On reflection, perhaps looking into this beautiful stream is like gazing into the eyes of your own being given back in the shape of silent, fluent energy revealed through a deflection of light. Yet it isn’t you. It’s so much more as you begin to recognise the scale of what the eco-critic and philosopher Timothy Morton calls ‘the mesh’: it’s the sun at an angle striking water swollen by three days of rain entering the eye of someone with the time and inclination to gaze into it. What a set of planetary, geological, meteorological, biological and cultural coincidences.
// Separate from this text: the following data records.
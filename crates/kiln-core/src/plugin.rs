//! Plugin Registry
//!
//! Plugins hook into three lifecycle points: `configure` (may edit the config
//! before it freezes), `start` (config is final), and `on_runtime_ready`.
//! A plugin registered late still sees every hook it missed, in order.

use std::sync::Arc;
use std::sync::atomic::{AtomicBool, Ordering};

use parking_lot::Mutex;
use tracing::{debug, info};

use crate::bus::{Event, EventBus, Topic};
use crate::config::{Config, ConfigStore};
use crate::error::{BootError, BootResult, Hook};
use crate::runtime::RuntimeManager;
use crate::scripts::ScriptRecord;

// ─────────────────────────────────────────────────────────────────────────────
// Plugin
// ─────────────────────────────────────────────────────────────────────────────

/// Lifecycle extension
///
/// Every hook is optional. Returning an error aborts the boot.
pub trait Plugin: Send + Sync {
    fn name(&self) -> &str;

    /// Adjust the config before it is frozen
    fn configure(&self, _config: &mut Config) -> anyhow::Result<()> {
        Ok(())
    }

    fn start(&self, _ctx: &PluginContext) -> anyhow::Result<()> {
        Ok(())
    }

    fn on_runtime_ready(&self, _ctx: &PluginContext, _runtime: &RuntimeManager) -> anyhow::Result<()> {
        Ok(())
    }
}

/// What a hook sees of the coordinator
#[derive(Debug, Clone)]
pub struct PluginContext {
    config: Arc<Config>,
    bus: EventBus,
}

impl PluginContext {
    pub fn config(&self) -> &Config {
        &self.config
    }

    pub fn bus(&self) -> &EventBus {
        &self.bus
    }

    /// Announce a code fragment to the script queue
    pub fn discover(&self, record: ScriptRecord) -> BootResult<()> {
        self.bus.publish(Event::ScriptDiscovered(record))?;
        Ok(())
    }
}

// ─────────────────────────────────────────────────────────────────────────────
// Registry
// ─────────────────────────────────────────────────────────────────────────────

struct Entry {
    plugin: Arc<dyn Plugin>,
    started: AtomicBool,
    notified: AtomicBool,
}

#[derive(Default)]
struct RegistryState {
    entries: Vec<Arc<Entry>>,
    started: bool,
    ready: bool,
}

/// Ordered list of plugins and the hooks they have run
pub struct PluginRegistry {
    state: Mutex<RegistryState>,
    config: Arc<ConfigStore>,
    runtime: Arc<RuntimeManager>,
    bus: EventBus,
}

impl PluginRegistry {
    pub(crate) fn new(config: Arc<ConfigStore>, runtime: Arc<RuntimeManager>, bus: EventBus) -> Self {
        Self {
            state: Mutex::new(RegistryState::default()),
            config,
            runtime,
            bus,
        }
    }

    pub(crate) fn attach_ready(self: &Arc<Self>) {
        let registry = Arc::downgrade(self);
        self.bus.subscribe(Topic::RuntimeReady, move |_| match registry.upgrade() {
            Some(registry) => registry.notify_runtime_ready(),
            None => Ok(()),
        });
    }

    /// Configure and append a plugin, then catch it up with any hooks the
    /// others have already run
    pub fn register(&self, plugin: Arc<dyn Plugin>) -> BootResult<()> {
        let name = plugin.name().to_string();

        let mut draft = (*self.config.snapshot()).clone();
        plugin
            .configure(&mut draft)
            .map_err(|e| BootError::plugin_hook(&name, Hook::Configure, e))?;
        if !draft.is_frozen() {
            self.config.commit(draft)?;
        }

        let entry = Arc::new(Entry {
            plugin,
            started: AtomicBool::new(false),
            notified: AtomicBool::new(false),
        });
        let (started, ready) = {
            let mut state = self.state.lock();
            state.entries.push(Arc::clone(&entry));
            (state.started, state.ready)
        };

        info!(plugin = %name, "Registered plugin");
        self.bus.publish(Event::PluginRegistered { name })?;

        if started {
            self.start_entry(&entry)?;
        }
        if ready {
            self.notify_entry(&entry)?;
        }
        Ok(())
    }

    /// Run `start` on every plugin in registration order
    pub fn start_all(&self) -> BootResult<()> {
        let entries = {
            let mut state = self.state.lock();
            state.started = true;
            state.entries.clone()
        };
        info!(count = entries.len(), "Starting plugins");
        for entry in &entries {
            self.start_entry(entry)?;
        }
        Ok(())
    }

    /// Run `on_runtime_ready` on every plugin in registration order
    pub fn notify_runtime_ready(&self) -> BootResult<()> {
        let entries = {
            let mut state = self.state.lock();
            if state.ready {
                debug!("Plugins already notified");
                return Ok(());
            }
            state.ready = true;
            state.entries.clone()
        };
        for entry in &entries {
            self.notify_entry(entry)?;
        }
        Ok(())
    }

    fn start_entry(&self, entry: &Entry) -> BootResult<()> {
        if entry.started.swap(true, Ordering::SeqCst) {
            return Ok(());
        }
        let name = entry.plugin.name().to_string();
        debug!(plugin = %name, "start");
        entry
            .plugin
            .start(&self.context())
            .map_err(|e| BootError::plugin_hook(&name, Hook::Start, e))?;
        self.bus.publish(Event::PluginStarted { name })?;
        Ok(())
    }

    fn notify_entry(&self, entry: &Entry) -> BootResult<()> {
        if entry.notified.swap(true, Ordering::SeqCst) {
            return Ok(());
        }
        let name = entry.plugin.name();
        debug!(plugin = %name, "on_runtime_ready");
        entry
            .plugin
            .on_runtime_ready(&self.context(), &self.runtime)
            .map_err(|e| BootError::plugin_hook(name, Hook::RuntimeReady, e))
    }

    fn context(&self) -> PluginContext {
        PluginContext {
            config: self.config.snapshot(),
            bus: self.bus.clone(),
        }
    }

    /// Plugin names in registration order
    pub fn names(&self) -> Vec<String> {
        self.state
            .lock()
            .entries
            .iter()
            .map(|e| e.plugin.name().to_string())
            .collect()
    }
}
My encounter with the shadows have also helped me come to practical terms with Morton’s concept of ‘ecognosis’ and the ‘weird loop’ between subject and object he develops in the context of the Anthropocene in his book Dark Ecology. Here’s Morton on beauty and its relationship to ecognosis:
‘When you experience beauty, you experience evidence in your inner space that at least one thing that isn’t you exists. An evanescent footprint in your inner space—you don’t need to prove that things are real by hitting them or eating them. A non-violent co-existing without coercion. The basic issue with beauty is that it is ungraspable. I can’t point directly to it and I can’t decide whether it’s me of the thing that is emanating beauty. . . The beauty experience just is narcissism, inclusive of one or more other entities. A narcissism in me that isn’t me, including me and the thing in its circuit: ecognosis.’ (Morton 149)
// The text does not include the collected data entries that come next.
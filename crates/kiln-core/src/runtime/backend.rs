//! Interpreter backends
//!
//! A backend is one embedded language engine. All backends implement the same
//! [`Backend`] trait; the one to run is picked by name from a [`BackendTable`].

use std::sync::Arc;

use dashmap::DashMap;
use parking_lot::Mutex;
use tokio::sync::mpsc;

use crate::config::{Config, DEFAULT_RUNTIME};
use crate::error::BackendError;
use crate::scripts::ScriptRecord;
use crate::tasks::Completion;

// ─────────────────────────────────────────────────────────────────────────────
// Backend
// ─────────────────────────────────────────────────────────────────────────────

/// An embedded interpreter
///
/// `add_file`, `start_repl` and `stdin` are optional; the defaults report
/// [`BackendError::Unsupported`].
pub trait Backend: Send {
    /// Boot the interpreter with the downloaded runtime `code`.
    ///
    /// Call [`ReadySignal::ready`] once the interpreter can evaluate code. The
    /// signal may be moved into a task and fired later.
    fn start(&mut self, config: &Config, code: &str, ready: ReadySignal) -> Result<(), BackendError>;

    fn eval(&mut self, script: &ScriptRecord) -> Result<(), BackendError>;

    /// Install `content` at `path` in the virtual filesystem, overwriting.
    fn add_file(&mut self, _path: &str, _content: &str) -> Result<(), BackendError> {
        Err(BackendError::Unsupported("add_file"))
    }

    fn start_repl(&mut self) -> Result<(), BackendError> {
        Err(BackendError::Unsupported("start_repl"))
    }

    fn stdin(&mut self, _input: &str) -> Result<(), BackendError> {
        Err(BackendError::Unsupported("stdin"))
    }
}

// ─────────────────────────────────────────────────────────────────────────────
// Ready Signal
// ─────────────────────────────────────────────────────────────────────────────

/// One-shot callback a backend fires when its boot has finished
///
/// Dropping the signal without firing it aborts the boot.
pub struct ReadySignal {
    tx: Option<mpsc::UnboundedSender<Completion>>,
}

impl ReadySignal {
    pub(crate) fn new(tx: mpsc::UnboundedSender<Completion>) -> Self {
        Self { tx: Some(tx) }
    }

    pub fn ready(mut self) {
        self.send(Ok(()));
    }

    pub fn fail(mut self, reason: impl Into<String>) {
        self.send(Err(reason.into()));
    }

    fn send(&mut self, result: Result<(), String>) {
        if let Some(tx) = self.tx.take() {
            let _ = tx.send(Completion::RuntimeStarted { result });
        }
    }
}

impl Drop for ReadySignal {
    fn drop(&mut self) {
        self.send(Err("backend dropped its ready signal".into()));
    }
}

// ─────────────────────────────────────────────────────────────────────────────
// Output
// ─────────────────────────────────────────────────────────────────────────────

/// Buffer for interpreter stdout
///
/// The runtime manager drains it after every backend call and publishes the
/// text as a `print` event.
#[derive(Clone, Default)]
pub struct Output {
    buf: Arc<Mutex<String>>,
}

impl Output {
    pub fn new() -> Self {
        Self::default()
    }

    pub fn write(&self, text: &str) {
        self.buf.lock().push_str(text);
    }

    pub fn writeln(&self, text: &str) {
        let mut buf = self.buf.lock();
        buf.push_str(text);
        buf.push('\n');
    }

    pub fn take(&self) -> String {
        std::mem::take(&mut *self.buf.lock())
    }
}

// ─────────────────────────────────────────────────────────────────────────────
// Runtime Descriptor
// ─────────────────────────────────────────────────────────────────────────────

type Factory = Arc<dyn Fn(Output) -> Box<dyn Backend> + Send + Sync>;

/// Identifies one backend: its name, where its code is loaded from, and how
/// to instantiate it
#[derive(Clone)]
pub struct RuntimeDescriptor {
    name: String,
    url: String,
    factory: Factory,
}

impl RuntimeDescriptor {
    pub fn new<F>(name: impl Into<String>, url: impl Into<String>, factory: F) -> Self
    where
        F: Fn(Output) -> Box<dyn Backend> + Send + Sync + 'static,
    {
        Self {
            name: name.into().to_lowercase(),
            url: url.into(),
            factory: Arc::new(factory),
        }
    }

    pub fn name(&self) -> &str {
        &self.name
    }

    pub fn url(&self) -> &str {
        &self.url
    }

    pub(crate) fn instantiate(&self, output: Output) -> Box<dyn Backend> {
        (self.factory)(output)
    }
}

impl std::fmt::Debug for RuntimeDescriptor {
    fn fmt(&self, f: &mut std::fmt::Formatter<'_>) -> std::fmt::Result {
        f.debug_struct("RuntimeDescriptor")
            .field("name", &self.name)
            .field("url", &self.url)
            .finish()
    }
}

// ─────────────────────────────────────────────────────────────────────────────
// Backend Table
// ─────────────────────────────────────────────────────────────────────────────

/// Known backends, keyed by lowercase name
#[derive(Clone, Default)]
pub struct BackendTable {
    entries: Arc<DashMap<String, RuntimeDescriptor>>,
}

impl BackendTable {
    pub fn new() -> Self {
        Self::default()
    }

    pub fn with(self, descriptor: RuntimeDescriptor) -> Self {
        self.register(descriptor);
        self
    }

    /// Add or replace a backend
    pub fn register(&self, descriptor: RuntimeDescriptor) {
        self.entries.insert(descriptor.name.clone(), descriptor);
    }

    /// Look up a backend by case-insensitive name. `default` names the
    /// default runtime.
    pub fn resolve(&self, name: &str) -> Option<RuntimeDescriptor> {
        let mut key = name.trim().to_lowercase();
        if key == "default" {
            key = DEFAULT_RUNTIME.to_string();
        }
        self.entries.get(&key).map(|entry| entry.value().clone())
    }

    /// Sorted backend names
    pub fn names(&self) -> Vec<String> {
        let mut names: Vec<String> = self.entries.iter().map(|e| e.key().clone()).collect();
        names.sort();
        names
    }
}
I think I get it, but like the shadows across the bed of the Red River, his words endlessly loop and coil humans and other entities together as we revolve around the desire to know the unknowability of otherness; to be fascinated and co-exist without ‘hitting’ or ‘eating’ it. I don’t want to grasp him, but to let his text and what it bears upon play through me. When exploring a river that has been hit and eaten by our desire for tin and other metals, a fascination with the strange beauty of its damage and recovery feels necessary. It reminds me of Steve fighting to preserve the dragonflies at Brea adit against the plans of Medway Tin, the company who bulldozed the settling tanks to extract residual tin sands, and then went bust before removing any. His fascination with the intimate scale of dragonflies and damselflies emerging through the meniscus of water in a settling tank is at the heart of his action on behalf of the river. Morton writes: ‘Being interested means I am in charge. Being fascinated means that something else is.’ We need care for the river that grows out of fascination and not interest. We need to experience its particular beauty before it can guide us into its future.